*** Opening of Listed entries ***

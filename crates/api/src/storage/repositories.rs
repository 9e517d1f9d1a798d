// Repository layer for PostgreSQL
// Decision: Runtime-checked queries (query_as) so the crate builds without a live database
// Decision: Ownership is part of the WHERE clause for event writes

use sqlx::postgres::PgPoolOptions;
use sqlx::PgPool;
use uuid::Uuid;

use super::error::{Result, StorageError};
use super::models::*;

const USER_COLUMNS: &str = "id, name, email, password_hash, created_at, updated_at";
const EVENT_COLUMNS: &str = "id, title, description, date, location, organizer_id, max_attendees, category, status, created_at, updated_at";

#[derive(Clone)]
pub struct Database {
    pool: PgPool,
}

impl Database {
    /// Create database connection from URL
    pub async fn from_url(database_url: &str) -> Result<Self> {
        let pool = PgPoolOptions::new()
            .max_connections(10)
            .connect(database_url)
            .await?;
        Ok(Self { pool })
    }

    /// Apply pending migrations from `migrations/`
    pub async fn migrate(&self) -> Result<()> {
        sqlx::migrate!("./migrations")
            .run(&self.pool)
            .await
            .map_err(|e| StorageError::Other(e.into()))?;
        Ok(())
    }

    // ============================================
    // Users
    // ============================================

    pub async fn create_user(&self, input: CreateUserRow) -> Result<UserRow> {
        let row = sqlx::query_as::<_, UserRow>(&format!(
            r#"
            INSERT INTO users (id, name, email, password_hash)
            VALUES ($1, $2, LOWER($3), $4)
            RETURNING {USER_COLUMNS}
            "#
        ))
        .bind(Uuid::now_v7())
        .bind(&input.name)
        .bind(&input.email)
        .bind(&input.password_hash)
        .fetch_one(&self.pool)
        .await
        .map_err(StorageError::from_insert)?;

        Ok(row)
    }

    pub async fn get_user_by_email(&self, email: &str) -> Result<Option<UserRow>> {
        let row = sqlx::query_as::<_, UserRow>(&format!(
            r#"
            SELECT {USER_COLUMNS}
            FROM users
            WHERE LOWER(email) = LOWER($1)
            "#
        ))
        .bind(email)
        .fetch_optional(&self.pool)
        .await?;

        Ok(row)
    }

    pub async fn get_user(&self, id: Uuid) -> Result<Option<UserRow>> {
        let row = sqlx::query_as::<_, UserRow>(&format!(
            r#"
            SELECT {USER_COLUMNS}
            FROM users
            WHERE id = $1
            "#
        ))
        .bind(id)
        .fetch_optional(&self.pool)
        .await?;

        Ok(row)
    }

    pub async fn count_users(&self) -> Result<i64> {
        let count: i64 = sqlx::query_scalar("SELECT COUNT(*) FROM users")
            .fetch_one(&self.pool)
            .await?;
        Ok(count)
    }

    // ============================================
    // Events
    // ============================================

    pub async fn create_event(&self, input: CreateEventRow) -> Result<EventRow> {
        let row = sqlx::query_as::<_, EventRow>(&format!(
            r#"
            INSERT INTO events (id, title, description, date, location, organizer_id, max_attendees, category, status)
            VALUES ($1, $2, $3, $4, $5, $6, $7, $8, 'draft')
            RETURNING {EVENT_COLUMNS}
            "#
        ))
        .bind(Uuid::now_v7())
        .bind(&input.title)
        .bind(&input.description)
        .bind(input.date)
        .bind(&input.location)
        .bind(input.organizer_id)
        .bind(input.max_attendees)
        .bind(&input.category)
        .fetch_one(&self.pool)
        .await?;

        Ok(row)
    }

    pub async fn get_event(&self, id: Uuid) -> Result<Option<EventRow>> {
        let row = sqlx::query_as::<_, EventRow>(&format!(
            r#"
            SELECT {EVENT_COLUMNS}
            FROM events
            WHERE id = $1
            "#
        ))
        .bind(id)
        .fetch_optional(&self.pool)
        .await?;

        Ok(row)
    }

    pub async fn list_published_events(&self) -> Result<Vec<EventRow>> {
        let rows = sqlx::query_as::<_, EventRow>(&format!(
            r#"
            SELECT {EVENT_COLUMNS}
            FROM events
            WHERE status = 'published'
            ORDER BY date ASC, id ASC
            "#
        ))
        .fetch_all(&self.pool)
        .await?;

        Ok(rows)
    }

    pub async fn update_event_owned(
        &self,
        id: Uuid,
        organizer_id: Uuid,
        input: UpdateEvent,
    ) -> Result<Option<EventRow>> {
        let row = sqlx::query_as::<_, EventRow>(&format!(
            r#"
            UPDATE events
            SET
                title = COALESCE($3, title),
                description = COALESCE($4, description),
                date = COALESCE($5, date),
                location = COALESCE($6, location),
                max_attendees = COALESCE($7, max_attendees),
                category = COALESCE($8, category),
                status = COALESCE($9, status),
                updated_at = NOW()
            WHERE id = $1 AND organizer_id = $2
            RETURNING {EVENT_COLUMNS}
            "#
        ))
        .bind(id)
        .bind(organizer_id)
        .bind(&input.title)
        .bind(&input.description)
        .bind(input.date)
        .bind(&input.location)
        .bind(input.max_attendees)
        .bind(&input.category)
        .bind(&input.status)
        .fetch_optional(&self.pool)
        .await?;

        Ok(row)
    }

    pub async fn delete_event_owned(&self, id: Uuid, organizer_id: Uuid) -> Result<bool> {
        let result = sqlx::query("DELETE FROM events WHERE id = $1 AND organizer_id = $2")
            .bind(id)
            .bind(organizer_id)
            .execute(&self.pool)
            .await?;

        Ok(result.rows_affected() > 0)
    }
}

*** Close of Listed entries ***

Required work: Copy the lines above exactly. Start with the line containing "for event writes", end with the line containing "pub async fn migrate(&self)", and include both.

Output of the exercise:
// Decision: Ownership is part of the WHERE clause for event writes

use sqlx::postgres::PgPoolOptions;
use sqlx::PgPool;
use uuid::Uuid;

use super::error::{Result, StorageError};
use super::models::*;

const USER_COLUMNS: &str = "id, name, email, password_hash, created_at, updated_at";
const EVENT_COLUMNS: &str = "id, title, description, date, location, organizer_id, max_attendees, category, status, created_at, updated_at";

#[derive(Clone)]
pub struct Database {
    pool: PgPool,
}

impl Database {
    /// Create database connection from URL
    pub async fn from_url(database_url: &str) -> Result<Self> {
        let pool = PgPoolOptions::new()
            .max_connections(10)
            .connect(database_url)
            .await?;
        Ok(Self { pool })
    }

    /// Apply pending migrations from `migrations/`
    pub async fn migrate(&self) -> Result<()> {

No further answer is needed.